I go to my tiptoes because Michel is quite tall and give him a kiss to his cheek. “I’m fine. I’ll call you later.”

“Okay,” he says doubtfully and chucks me under the chin with his knuckles. “And no matter what happens in there, just remember you are fabulous.”

“You’re the fabulous one,” I say and he preens from the compliment.

Laughing, I watch as Michel heads off and then take another deep breath as I turn toward the door to my dressing room. Exhaling slowly, I open it and step across the threshold with my head held confidently high.

“You put me in a really bad position, Joslyn,” my stepmother says as she taps a manicured nail against her chin.

I take her in.

All of the glory of Madeline Meyers as she leans back against my dressing room table.

Maddie to her dear friends, which number zero, because like me, she doesn’t really have any. Also like me, her life has been overtaken by show business as she manages my career. She’s statuesque, with glossy brunette hair she wears in a long bob, a flawless complexion, and an incomparable sense of style. She wears the title of Manager to Joslyn Meyers like it’s a superhero cape and she takes her job almost too seriously.

Before I devote another thought to my stepmother, please let me make it clear. She’s not evil or wicked. On the contrary, she’s been so very good to me for much of my life and I love her.

But she is... trying.

Frustrating.

Overbearing.

Good intentioned but often tormenting because she’s a bulldog in her tenacity to make me famous.

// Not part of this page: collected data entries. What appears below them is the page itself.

impl ImputationPipeline {
    /// Pipeline with the canonical step order.
    pub fn new(knn_neighbors: usize) -> Self {
        Self {
            steps: ImputationStep::CANONICAL.to_vec(),
            estimator: NeighborEstimator::new(knn_neighbors),
        }
    }

    /// Pipeline with a custom step order.
    ///
    /// The order is checked against each step's prerequisites up front; a
    /// step scheduled before a step it depends on is a
    /// `PipelineOrderingViolation`.
    pub fn with_steps(knn_neighbors: usize, steps: &[ImputationStep]) -> Result<Self> {
        validate_order(steps)?;
        Ok(Self {
            steps: steps.to_vec(),
            estimator: NeighborEstimator::new(knn_neighbors),
        })
    }

    pub fn steps(&self) -> &[ImputationStep] {
        &self.steps
    }

    pub fn knn_neighbors(&self) -> usize {
        self.estimator.n_neighbors()
    }

    /// Impute every missing cell of `df`.
    ///
    /// Fails with `IncompletePipeline` if any cell is still missing once all
    /// steps have run.
    pub fn run(&self, df: &DataFrame) -> Result<ImputationOutcome> {
        self.run_with(df, |_, _| {})
    }

    /// Like [`run`](Self::run), calling `on_step` after each step with the
    /// step and the number of cells still missing.
    pub fn run_with<F>(&self, df: &DataFrame, mut on_step: F) -> Result<ImputationOutcome>
    where
        F: FnMut(ImputationStep, usize),
    {
        let mut table = df.clone();
        let mut report = ImputationReport::new(total_missing(&table));
        info!(
            "Imputing {} missing cells across {} columns",
            report.missing_before(),
            table.width()
        );

        for &step in &self.steps {
            debug!("Step {}: {}", step.number(), step);
            match step {
                ImputationStep::GenericFallback => Self::fallback(&mut table, &mut report)?,
                _ => self.apply_declared(step, &mut table, &mut report)?,
            }
            let remaining = total_missing(&table);
            debug!("Step {} done, {} cells still missing", step.number(), remaining);
            on_step(step, remaining);
        }

        let remaining = total_missing(&table);
        if remaining > 0 {
            let columns = table
                .get_columns()
                .iter()
                .filter(|col| col.null_count() > 0)
                .map(|col| col.name().to_string())
                .collect();
            return Err(ImputationError::IncompletePipeline { remaining, columns });
        }

        let report = report.finish(remaining);
        info!(
            "Imputation complete: {} cells filled in {} applications",
            report.cells_filled(),
            report.records().len()
        );
        Ok(ImputationOutcome { table, report })
    }

    /// Apply every declared rule owned by `step`.
    fn apply_declared(
        &self,
        step: ImputationStep,
        table: &mut DataFrame,
        report: &mut ImputationReport,
    ) -> Result<()> {
        let mut neighbor_targets = Vec::new();

        for (spec, rule) in MechanismClassifier::rules_for(step) {
            if !has_column(table, spec.name) {
                debug!("Declared column '{}' not in table, skipping", spec.name);
                continue;
            }

            let (filler, outcome) = match rule {
                FillRule::Constant { sentinel } => (
                    FillerKind::Constant,
                    ConstantImputer::fill(table, spec.name, sentinel, None),
                ),
                FillRule::ConditionalConstant { sentinel, when } => {
                    if !has_column(table, when.column()) {
                        warn!(
                            "Condition column '{}' for '{}' not in table, leaving cells for fallback",
                            when.column(),
                            spec.name
                        );
                        continue;
                    }
                    (
                        FillerKind::Constant,
                        ConstantImputer::fill(table, spec.name, sentinel, Some(when)),
                    )
                }
                FillRule::Mode => (
                    FillerKind::Mode,
                    StatisticalImputer::fill_mode(table, spec.name),
                ),
                FillRule::GroupedMedian { group_by } => {
                    if !has_column(table, group_by) {
                        warn!(
                            "Group column '{}' for '{}' not in table, leaving cells for fallback",
                            group_by, spec.name
                        );
                        continue;
                    }
                    (
                        FillerKind::GroupedMedian,
                        GroupedMedianImputer::fill(table, spec.name, group_by),
                    )
                }
                FillRule::NearestNeighbors => {
                    neighbor_targets.push(spec);
                    continue;
                }
            };

            let outcome = outcome.context(format!("Step '{}' on column '{}'", step, spec.name))?;
            report.push(ColumnImputationRecord::new(
                spec.name,
                spec.mechanism,
                step,
                filler,
                outcome,
            ));
        }

        if !neighbor_targets.is_empty() {
            let targets: Vec<&str> = neighbor_targets.iter().map(|spec| spec.name).collect();
            let features = Self::usable_features(table, &targets);
            if features.is_empty() {
                warn!("No complete feature columns for neighbor estimation, leaving cells for fallback");
                return Ok(());
            }

            let outcomes = self
                .estimator
                .fill(table, &targets, &features)
                .context(format!("Step '{}'", step))?;
            for (spec, (_, outcome)) in neighbor_targets.iter().zip(outcomes) {
                report.push(ColumnImputationRecord::new(
                    spec.name,
                    spec.mechanism,
                    step,
                    FillerKind::NearestNeighbors,
                    outcome,
                ));
            }
        }

        Ok(())
    }

    /// Declared feature columns that exist, are numeric, are not targets and
    /// have no missing cells.
    fn usable_features(table: &DataFrame, targets: &[&str]) -> Vec<&'static str> {
        MechanismClassifier::neighbor_features()
            .iter()
            .copied()
            .filter(|feature| !targets.contains(feature))
            .filter(|feature| match table.column(feature) {
                Ok(col) if !is_numeric_dtype(col.dtype()) => {
                    warn!("Feature column '{}' is not numeric, excluded", feature);
                    false
                }
                Ok(col) if col.null_count() > 0 => {
                    warn!(
                        "Feature column '{}' has {} missing cells, excluded",
                        feature,
                        col.null_count()
                    );
                    false
                }
                Ok(_) => true,
                Err(_) => {
                    debug!("Feature column '{}' not in table", feature);
                    false
                }
            })
            .collect()
    }

    /// Fill whatever is still missing with the column median or mode.
    fn fallback(table: &mut DataFrame, report: &mut ImputationReport) -> Result<()> {
        for name in column_names(table) {
            let series = table.column(&name)?.as_materialized_series();
            if series.null_count() == 0 {
                continue;
            }

            let classification = MechanismClassifier::classify(&name);
            let kind = classification.kind.unwrap_or_else(|| column_kind(series));
            let (filler, outcome) = match kind {
                ColumnKind::Numeric => (FillerKind::Median, StatisticalImputer::fill_median(table, &name)),
                ColumnKind::Categorical => (FillerKind::Mode, StatisticalImputer::fill_mode(table, &name)),
            };
            let outcome = outcome.context(format!(
                "Step '{}' on column '{}'",
                ImputationStep::GenericFallback,
                name
            ))?;

            report.push(ColumnImputationRecord::new(
                name,
                classification.mechanism,
                ImputationStep::GenericFallback,
                filler,
                outcome,
            ));
        }
        Ok(())
    }
}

I consider playing stupid with her, but that will only piss her off to the point we’ll get into a terrible argument and then I’ll feel wretched over it. So I go ahead and admit my perfidy.

“I’m sorry,” I tell her with true feeling. I am regretful to have done something she was firmly opposed to, because I know it causes her stress. But I have no qualms about what I did, because it was the right thing to do and because it brings me joy. “This was really important to me, Mom.”

Yes, I call her “Mom” because she’s always been that to me, except when we are in front of others for business dealings. She thinks it weakens her position to shine light onto our personal relationship.